ICE Pact has potential to reshape Arctic defense

The 399-foot U.S. Coast Guard icebreaker Star opens a channel to Greenland. U.S. COAST GUARD

The Watch Staff

The recent agreement involving Canada, Finland and the United States to produce icebreakers will help maintain the international rules-based order in the Arctic and is an important step to counter growing cooperation between the People’s Republic of China (PRC) and Russia, experts contend. The pact will also provide lower costs and technological transfers among the allies, which will aid more broadly in NATO’s defense of its northern flank, according to two U.S. experts on the PRC who examined the issue in Foreign Policy, a U.S. magazine.

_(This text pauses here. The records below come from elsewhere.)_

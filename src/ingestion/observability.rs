use std::fmt;
use std::fs::OpenOptions;
use std::io::Write;
use std::path::{Path, PathBuf};
use std::sync::{Arc, Mutex};

use chrono::Utc;

use crate::error::HarvestError;
use crate::types::{FileState, ObservedFileKey};

use super::classify::FormatTag;

/// Severity classification used for observer callbacks and alerting thresholds.
#[derive(Debug, Clone, Copy, PartialEq, Eq, PartialOrd, Ord)]
pub enum HarvestSeverity {
    /// Informational event.
    Info,
    /// Non-fatal; the file is retried on a later cycle.
    Warning,
    /// The import failed and the file is parked in `IMPORT_FAILED`.
    Error,
    /// Infrastructure failure (I/O, sink).
    Critical,
}

impl HarvestSeverity {
    /// Severity of a failed harvest step.
    pub fn for_error(e: &HarvestError) -> Self {
        match e {
            HarvestError::Io(_) | HarvestError::Sink { .. } | HarvestError::StateStore { .. } => {
                Self::Critical
            }
            HarvestError::Csv(err) => match err.kind() {
                ::csv::ErrorKind::Io(_) => Self::Critical,
                _ => Self::Error,
            },
            HarvestError::UnsupportedFileType { .. } | HarvestError::FileStateConflict { .. } => {
                Self::Warning
            }
            #[cfg(feature = "excel")]
            HarvestError::Excel(_) => Self::Error,
            HarvestError::Json(_)
            | HarvestError::DataGeneration { .. }
            | HarvestError::ParseError { .. }
            | HarvestError::WireFormat { .. }
            | HarvestError::Configuration { .. } => Self::Error,
        }
    }
}

/// Context about one file being harvested.
#[derive(Debug, Clone)]
pub struct HarvestContext {
    pub key: ObservedFileKey,
    pub path: PathBuf,
    /// Known once the file has been classified.
    pub format: Option<FormatTag>,
}

/// Counts reported on a successful import.
#[derive(Debug, Clone, Copy, PartialEq, Eq)]
pub struct HarvestStats {
    /// Source samples consumed in this session.
    pub samples: u64,
    /// Canonical rows handed to the sink.
    pub rows: u64,
}

/// Observer interface for harvest outcomes.
///
/// Implementors can record metrics, logs, or trigger alerts.
pub trait HarvestObserver: Send + Sync {
    /// Called when the monitor moves a file to a new lifecycle state.
    fn on_transition(&self, _ctx: &HarvestContext, _from: Option<FileState>, _to: FileState) {}

    /// Called when an import completes.
    fn on_success(&self, _ctx: &HarvestContext, _stats: HarvestStats) {}

    /// Called when classification or import fails.
    fn on_failure(&self, _ctx: &HarvestContext, _severity: HarvestSeverity, _error: &HarvestError) {}

    /// Called when a failure meets the alert threshold.
    ///
    /// Default behavior forwards to [`Self::on_failure`].
    fn on_alert(&self, ctx: &HarvestContext, severity: HarvestSeverity, error: &HarvestError) {
        self.on_failure(ctx, severity, error)
    }
}

/// An observer that fans out callbacks to a list of observers.
#[derive(Default)]
pub struct CompositeObserver {
    observers: Vec<Arc<dyn HarvestObserver>>,
}

impl CompositeObserver {
    pub fn new(observers: Vec<Arc<dyn HarvestObserver>>) -> Self {
        Self { observers }
    }
}

impl fmt::Debug for CompositeObserver {
    fn fmt(&self, f: &mut fmt::Formatter<'_>) -> fmt::Result {
        f.debug_struct("CompositeObserver")
            .field("observers_len", &self.observers.len())
            .finish()
    }
}

impl HarvestObserver for CompositeObserver {
    fn on_transition(&self, ctx: &HarvestContext, from: Option<FileState>, to: FileState) {
        for o in &self.observers {
            o.on_transition(ctx, from, to);
        }
    }

    fn on_success(&self, ctx: &HarvestContext, stats: HarvestStats) {
        for o in &self.observers {
            o.on_success(ctx, stats);
        }
    }

    fn on_failure(&self, ctx: &HarvestContext, severity: HarvestSeverity, error: &HarvestError) {
        for o in &self.observers {
            o.on_failure(ctx, severity, error);
        }
    }

    fn on_alert(&self, ctx: &HarvestContext, severity: HarvestSeverity, error: &HarvestError) {
        for o in &self.observers {
            o.on_alert(ctx, severity, error);
        }
    }
}

fn format_label(format: Option<FormatTag>) -> String {
    format.map(|f| f.to_string()).unwrap_or_else(|| "?".to_string())
}

/// Forwards events to `tracing`.
#[derive(Debug, Default)]
pub struct TracingObserver;

impl HarvestObserver for TracingObserver {
    fn on_transition(&self, ctx: &HarvestContext, from: Option<FileState>, to: FileState) {
        tracing::info!(
            path = %ctx.path.display(),
            from = from.map(FileState::as_str).unwrap_or("NEW"),
            to = to.as_str(),
            "file state changed"
        );
    }

    fn on_success(&self, ctx: &HarvestContext, stats: HarvestStats) {
        tracing::info!(
            path = %ctx.path.display(),
            format = %format_label(ctx.format),
            samples = stats.samples,
            rows = stats.rows,
            "import complete"
        );
    }

    fn on_failure(&self, ctx: &HarvestContext, severity: HarvestSeverity, error: &HarvestError) {
        match severity {
            HarvestSeverity::Info => tracing::info!(path = %ctx.path.display(), %error, "harvest note"),
            HarvestSeverity::Warning => {
                tracing::warn!(path = %ctx.path.display(), %error, "file skipped")
            }
            HarvestSeverity::Error | HarvestSeverity::Critical => tracing::error!(
                path = %ctx.path.display(),
                severity = ?severity,
                %error,
                "import failed"
            ),
        }
    }

    fn on_alert(&self, ctx: &HarvestContext, severity: HarvestSeverity, error: &HarvestError) {
        tracing::error!(path = %ctx.path.display(), severity = ?severity, %error, "ALERT");
    }
}

/// Logs harvest events to stderr.
#[derive(Debug, Default)]
pub struct StdErrObserver;

impl HarvestObserver for StdErrObserver {
    fn on_transition(&self, ctx: &HarvestContext, from: Option<FileState>, to: FileState) {
        eprintln!(
            "[harvest][state] path={} {} -> {}",
            ctx.path.display(),
            from.map(FileState::as_str).unwrap_or("NEW"),
            to
        );
    }

    fn on_success(&self, ctx: &HarvestContext, stats: HarvestStats) {
        eprintln!(
            "[harvest][ok] format={} path={} samples={} rows={}",
            format_label(ctx.format),
            ctx.path.display(),
            stats.samples,
            stats.rows
        );
    }

    fn on_failure(&self, ctx: &HarvestContext, severity: HarvestSeverity, error: &HarvestError) {
        eprintln!(
            "[harvest][{:?}] format={} path={} err={}",
            severity,
            format_label(ctx.format),
            ctx.path.display(),
            error
        );
    }

    fn on_alert(&self, ctx: &HarvestContext, severity: HarvestSeverity, error: &HarvestError) {
        eprintln!(
            "[ALERT][harvest][{:?}] format={} path={} err={}",
            severity,
            format_label(ctx.format),
            ctx.path.display(),
            error
        );
    }
}

/// Appends harvest events to a local log file.
#[derive(Debug)]
pub struct FileObserver {
    path: PathBuf,
    lock: Mutex<()>,
}

impl FileObserver {
    /// Writes are best-effort; failures to open/write the log file are ignored.
    pub fn new(path: impl AsRef<Path>) -> Self {
        Self {
            path: path.as_ref().to_path_buf(),
            lock: Mutex::new(()),
        }
    }

    fn append_line(&self, line: &str) {
        let _guard = self.lock.lock().ok();
        if let Ok(mut f) = OpenOptions::new().create(true).append(true).open(&self.path) {
            let _ = writeln!(f, "{} {line}", Utc::now().to_rfc3339());
        }
    }
}

impl HarvestObserver for FileObserver {
    fn on_transition(&self, ctx: &HarvestContext, from: Option<FileState>, to: FileState) {
        self.append_line(&format!(
            "state path={} from={} to={}",
            ctx.path.display(),
            from.map(FileState::as_str).unwrap_or("NEW"),
            to
        ));
    }

    fn on_success(&self, ctx: &HarvestContext, stats: HarvestStats) {
        self.append_line(&format!(
            "ok format={} path={} samples={} rows={}",
            format_label(ctx.format),
            ctx.path.display(),
            stats.samples,
            stats.rows
        ));
    }

    fn on_failure(&self, ctx: &HarvestContext, severity: HarvestSeverity, error: &HarvestError) {
        self.append_line(&format!(
            "fail severity={:?} format={} path={} err={}",
            severity,
            format_label(ctx.format),
            ctx.path.display(),
            error
        ));
    }

    fn on_alert(&self, ctx: &HarvestContext, severity: HarvestSeverity, error: &HarvestError) {
        self.append_line(&format!(
            "ALERT severity={:?} format={} path={} err={}",
            severity,
            format_label(ctx.format),
            ctx.path.display(),
            error
        ));
    }
}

The Icebreaker Collaboration Effort or ICE Pact was reached at the July 2024 NATO summit in Washington, D.C. The agreement’s details are being negotiated with an announced deadline to issue a memorandum of understanding by the end of the year. Although still in its early stages, the pact promises to provide icebreakers at an affordable cost to NATO members and global partners. “This collaboration is intended to strengthen the shipbuilding industry and industrial capacity of each nation — and build closer security and economic ties among our countries through information exchange and mutual workforce-development focused on building polar icebreakers, as well as other Arctic and polar capabilities,” a White House news release stated.

The U.S. Coast Guard, which operates the U.S. icebreaking fleet, has commissioned three more icebreakers with a projected cost of $3.2 billion. The first ship is scheduled for service by 2030. Recently, the Coast Guard acquired a commercial vessel that it will convert into a medium-sized icebreaker, the first of many such vessels in the pipeline intended to bolster national security and Arctic defense. The Aiviq, a U.S.-registered ship originally built to serve as an Arctic oil-exploration support vessel, will be modified to operate as a medium-polar icebreaker. The $125 million icebreaker is expected to be ready for duty in two years and will use the Alaskan capital and port city of Juneau as its homeport.

The need for more allied icebreakers is acute, wrote Matthew P. Funaiole, vice president of the iDeas Lab at the Center for Strategic and International Studies and senior fellow with the China Power Project, and Aidan Powers-Riggs, a research associate for China analysis with the iDeas Lab in Foreign Policy. The growing cooperation and presence of the PRC and Russia in the Arctic could threaten the demilitarized, cooperative order in the region, which has been in place for decades. Funaiole and Powers-Riggs point to the U.S. Department of Defense’s July 2024 Arctic Strategy, which identifies the PRC and Russia as threats to the stability of the region: “The increased competition and militarization in the Arctic region, especially by Russia and China, is concerning. … We cannot be naïve and ignore the potentially nefarious intentions of some actors in the region. We must remain vigilant and prepare for the unexpected,” the authors quote Rob Bauer, the chair of NATO’s Military Committee in 2023.  “Looking forward, building collective capabilities to safeguard peace and security in the Arctic must remain one of NATO’s north stars. Maintaining a NATO presence in this remote frontier is key to preserving the alliance’s Arctic influence — and protecting U.S. interests,” they write.

U.S. icebreakers don’t just push through thick ice to open sea lanes. The ships also conduct and support scientific research in the Arctic and Antarctic, conduct search and rescue operations, law enforcement actions, and protect marine resources. But the priority for the new ships will be maintaining a presence in U.S. territorial Arctic waters and defending economic interests in the country’s Exclusive Economic Zone north of Alaska.